Hi, my name is Bob Newhouse and I will be discussing managing group policy with Windows Vista.  To start we have added approximately 700 new group policies in Windows Vista and Server 2008\Vista, increasing the granularity of what you can do with group policy.  For a  complete listing of the Windows 2008 group policies see Microsoft's Group Policy settings in Windows 2008.
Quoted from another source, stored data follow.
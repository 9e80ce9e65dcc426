// Bus-Scan Task - Meldet alle Slaves auf dem I2C Bus einmal beim Boot
use defmt::{info, warn};
use heapless::Vec;

use crate::config::SCAN_CAPACITY;
use crate::{BitbangDriver, I2cMaster, SharedI2cMaster, SlaveAddress};

/// Bus-Scan Logic - Testbare Logik ohne Hardware-Abhängigkeit
///
/// Probt alle Adressen 0x08..=0x77 und loggt jeden Treffer.
///
/// # Parameter
/// - `master`: I2C Master (Hardware oder Mock)
pub fn bus_scan_logic<D: BitbangDriver>(master: &mut I2cMaster<D>) -> Vec<SlaveAddress, SCAN_CAPACITY> {
    let found = master.scan::<SCAN_CAPACITY>();

    if found.is_empty() {
        warn!("I2C: No devices found, check wiring and pull-ups");
    }
    for address in found.iter() {
        info!("I2C: Found device @ {=u8:#x}", address.get());
    }
    found
}

/// Bus-Scan Task - Embassy Task, läuft einmal und endet
///
/// # Parameter
/// - `bus`: Geteilter I2C Master (Mutex)
#[embassy_executor::task]
pub async fn bus_scan_task(bus: &'static SharedI2cMaster) {
    info!("I2C: Scanning bus...");
    let found = {
        let mut master = bus.lock().await;
        bus_scan_logic(&mut *master)
    };
    info!("I2C: Scan finished, {} device(s)", found.len());
}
Group Policy no longer uses the Winlogon process but has as its own service.  We no longer rely on Userenv Debug logging to gather information.  In Windows 2008\Vista Group Policy runs under a SVChost process and group policy events now appear in a separate Group Policy operational log found under Application and Service Logs\Microsoft\Windows\Group Policy in your event viewer.  The operational log provides a centralized location for group policy events.  This makes it somewhat easier to diagnose a problem with group policy.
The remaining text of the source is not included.